In gesture recognition, the whole signal is separated into gesture segments to provide critical gesture information for volume estimation. Gesture recognition algorithm can be divided into five steps, including data preprocessing, sliding window, feature extraction, gesture classifier and postprocessing. Firstly, data preprocessing extracts drinking activities manually from the whole collected data. A total of 1008 drinking activities are obtained. Secondly, the sliding window technique segments continuous data into several fragments. The window size and overlap percentage in the sliding window technique are important parameters, which may affect the feature extraction from sequences of data and the performance of classifiers [27,28,29,30]. However, there is no precise guideline for selecting the optimal window size. A larger window might encompass multiple activities, while a smaller one could separate a single activity into pieces. Therefore, finding the suitable window size is crucial. Overlapping windows can prevent the miss of movement data and enable finer classification in smaller time intervals, but they demand more computational resources compared to non-overlapping windows. In this study, window sizes of 16, 24, 32, 40, 48, and 56 data samples with overlap percentages of 25, 50, 75, and 87.5% are investigated to achieve the best performance for gesture recognition. The third step is feature extraction. Eight statistical features are applied, including mean, standard deviation, variance, maximum, minimum, range, skewness, and kurtosis. Each type of feature is extracted from tri-axial acceleration, angular velocity, angular acceleration, and inclination. A total of 96 features are extracted in this study, as shown in

Table 2. The list of features extracted for gesture recognition. Eight statistical features are applied, including mean, standard deviation, variance, maximum, minimum, range, skewness, and kurtosis to extract from tri-axial acceleration, angular velocity, angular acceleration, and inclination.

Feature	Description
$f_1$–$f_{12}$	Mean of tri-axial acceleration, angular velocity, angular acceleration, and inclination
$f_{13}$–$f_{24}$	Standard deviation of tri-axial acceleration, angular velocity, angular acceleration, and inclination
$f_{25}$–$f_{36}$	Variance of tri-axial acceleration, angular velocity, angular acceleration, and inclination
$f_{37}$–$f_{48}$	Maximum of tri-axial acceleration, angular velocity, angular acceleration, and inclination
$f_{49}$–$f_{60}$	Minimum of tri-axial acceleration, angular velocity, angular acceleration, and inclination
$f_{61}$–$f_{72}$	Range of tri-axial acceleration, angular velocity, angular acceleration, and inclination
$f_{73}$–$f_{84}$	Skewness of tri-axial acceleration, angular velocity, angular acceleration, and inclination
$f_{58}$–$f_{96}$	Kurtosis of tri-axial acceleration, angular velocity, angular acceleration, and inclination

.

The fourth step is gesture classifier, which aims to recognize detailed gestures from a drinking activity. A drinking activity is defined as a combination of gestures, including grasping the container (grasp), lifting the container (pre-sip), sipping (sip), putting down the container (post-sip), and releasing the container (release). Gesture classifier utilizes a support vector machine (SVM) model with radial basis function (RBF) kernel to recognize these gestures. In the wrist-worn-based gestures classifier, these five gesture segments can be recognized. However, only singles of pre-sip, sip, and post-sip can be captured in the smart-container-based gestures classifier. When the sensor is attached to the bottom of the container, only the signals that related to moving the container can be collected. Therefore, only signals of pre-sip, sip, and post-sip can be captured in the smart-container-based gesture classifier.

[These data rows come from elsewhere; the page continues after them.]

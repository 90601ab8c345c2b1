//! Compiled, ordered rule set shared by every invocation.

use mlua::Value;
use tracing::{debug, instrument};

use crate::core::types::RuleSource;
use crate::error::{Result, RulesError};
use crate::sandbox::SandboxHost;

/// A rule source that parsed and evaluated to a function.
#[derive(Debug, Clone, PartialEq, Eq)]
pub struct CompiledRule {
    identifier: String,
    chunk: String,
}

impl CompiledRule {
    pub fn identifier(&self) -> &str {
        &self.identifier
    }

    /// Chunk text that evaluates to the rule function.
    pub(crate) fn chunk(&self) -> &str {
        &self.chunk
    }

    pub(crate) fn chunk_name(&self) -> String {
        format!("@{}", self.identifier)
    }
}

#[derive(Debug, Clone, Default)]
pub struct Registry {
    rules: Vec<CompiledRule>,
}

impl Registry {
    pub fn empty() -> Self {
        Self::default()
    }

    /// Compile `sources` in order. The first failure aborts the whole build.
    ///
    /// Top-level code runs with the capabilities of `host`, so chunks may
    /// `require` preloaded modules. Each source gets its own time budget.
    #[instrument(skip_all, fields(count = sources.len()))]
    pub fn build(sources: Vec<RuleSource>, host: &SandboxHost) -> Result<Self> {
        let sandbox = host.compile_sandbox()?;

        let mut rules = Vec::with_capacity(sources.len());
        for source in sources {
            let chunk = normalize(sandbox.lua(), &source)?;
            let value = sandbox
                .evaluate(&source.identifier, &chunk)
                .map_err(|err| RulesError::Compile {
                    identifier: source.identifier.clone(),
                    message: err.to_string(),
                })?;
            if !matches!(value, Value::Function(_)) {
                return Err(RulesError::Compile {
                    identifier: source.identifier,
                    message: format!("expected a function, got {}", value.type_name()),
                });
            }
            debug!(rule = %source.identifier, "compiled rule");
            rules.push(CompiledRule {
                identifier: source.identifier,
                chunk,
            });
        }
        Ok(Self { rules })
    }

    pub fn len(&self) -> usize {
        self.rules.len()
    }

    pub fn is_empty(&self) -> bool {
        self.rules.is_empty()
    }

    pub fn rules(&self) -> &[CompiledRule] {
        &self.rules
    }

    /// Identifiers in execution order.
    pub fn identifiers(&self) -> Vec<&str> {
        self.rules.iter().map(CompiledRule::identifier).collect()
    }
}

/// A bare `function(...) end` expression is wrapped in `return`; anything
/// else must already be a chunk that returns the function.
fn normalize(lua: &mlua::Lua, source: &RuleSource) -> Result<String> {
    let name = format!("@{}", source.identifier);
    let expression = format!("return {}", source.source_text);
    let as_expression = lua
        .load(expression.as_str())
        .set_name(name.as_str())
        .into_function();
    if as_expression.is_ok() {
        return Ok(expression);
    }
    match lua
        .load(source.source_text.as_str())
        .set_name(name.as_str())
        .into_function()
    {
        Ok(_) => Ok(source.source_text.clone()),
        Err(chunk_err) => {
            let looks_like_expression = source.source_text.trim_start().starts_with("function");
            let message = match (looks_like_expression, as_expression) {
                (true, Err(expression_err)) => expression_err.to_string(),
                _ => chunk_err.to_string(),
            };
            Err(RulesError::Compile {
                identifier: source.identifier.clone(),
                message,
            })
        }
    }
}

#[cfg(test)]
mod tests {
    use std::sync::Arc;

    use super::*;
    use crate::sandbox::{ModuleTable, SandboxSettings};

    fn build(sources: Vec<RuleSource>) -> Result<Registry> {
        Registry::build(sources, &SandboxHost::default())
    }

    #[test]
    fn accepts_expression_and_chunk_forms() {
        let registry = build(vec![
            RuleSource::new("a.lua", "function(user, context, callback) callback(nil) end"),
            RuleSource::new(
                "b.lua",
                "local suffix = ':b'\nreturn function(user, context, callback) callback(nil) end",
            ),
        ])
        .expect("build");
        assert_eq!(registry.identifiers(), vec!["a.lua", "b.lua"]);
        assert_eq!(registry.len(), 2);
        assert!(registry.rules()[0].chunk().starts_with("return function"));
    }

    #[test]
    fn syntax_error_names_the_rule() {
        let err = build(vec![
            RuleSource::new("ok.lua", "function(u, c, cb) cb(nil) end"),
            RuleSource::new("broken.lua", "function(u, c, cb) cb(nil"),
        ])
        .expect_err("build should fail");
        assert!(
            matches!(err, RulesError::Compile { ref identifier, .. } if identifier == "broken.lua")
        );
    }

    #[test]
    fn non_function_value_is_rejected() {
        let err = build(vec![RuleSource::new("number.lua", "42")]).expect_err("build should fail");
        let RulesError::Compile { message, .. } = err else {
            panic!("expected compile error, got {err:?}");
        };
        assert!(message.contains("number"), "{message}");
    }

    #[test]
    fn top_level_code_cannot_reach_host() {
        let err = build(vec![RuleSource::new(
            "escape.lua",
            "os.exit(1)\nreturn function(u, c, cb) cb(nil) end",
        )])
        .expect_err("build should fail");
        assert!(matches!(err, RulesError::Compile { .. }));
    }

    #[test]
    fn empty_registry() {
        let registry = Registry::empty();
        assert!(registry.is_empty());
        assert!(registry.identifiers().is_empty());
    }

    #[test]
    fn chunk_can_require_modules_at_top_level() {
        let modules = ModuleTable::from_sources(vec![RuleSource::new(
            "util.lua",
            "return { suffix = ':util' }",
        )])
        .expect("modules");
        let host = SandboxHost::new(SandboxSettings::default(), Some(Arc::new(modules)));
        let registry = Registry::build(
            vec![RuleSource::new(
                "a.lua",
                "local util = require('util')\nreturn function(u, c, cb) c.scope = c.scope .. util.suffix; cb(nil, u, c) end",
            )],
            &host,
        )
        .expect("build");
        assert_eq!(registry.identifiers(), vec!["a.lua"]);

        let err = build(vec![RuleSource::new(
            "a.lua",
            "local util = require('util')\nreturn function(u, c, cb) cb(nil) end",
        )])
        .expect_err("require is absent without modules");
        assert!(matches!(err, RulesError::Compile { .. }));
    }
}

Finally, postprocessing modifies the misclassified fragments from the gesture classifier. The sliding window technique segments the stream data into multiple fragments, and consequently forming the basis of the final prediction results. While reviewing these predictions, occasional occurrences of motion fragments deviating from expected patterns within continuous motion sequences might be noticed. These fragments could be considered recognition errors or misclassified fragments, requiring postprocessing for correction and modification. In this study, if the predicted results of one fragment (situation 1) or two consecutive fragments (situation 2) differ from that of the preceding and subsequent fragments, and the predicted results of the adjacent fragments remain the same, the fragment is considered misclassified and adjusted to match the predicted results of the preceding fragment. The modification rule is shown in Figure 4.

4.2. Volume Estimation

To evaluate the intake volume of a drinking activity, feature extraction and fluid intake regression are applied in volume estimation. In feature extraction, parameters that may affect the intake volume are surveyed. One of the most important parameters is sipping duration, which is highly related to the drinking volume. In addition, people rotate their wrist to tilt the container for sipping in the process of drinking water. The rotation of the wrist and the inclination of the container may be critical parameters for volume estimation. Features such as average inclination, maximum inclination, integral of inclination, number of samples with inclination over critical degrees, and numbers of samples with normalized inclination over critical percent of maximum inclination are extracted in three directions. Moreover, the initial fill level in a container may affect the motion while drinking water. A larger inclination angle is required while drinking with a container at a low fill level than that at a high fill level. The influence of fill level information on the performance of volume estimation should be analyzed.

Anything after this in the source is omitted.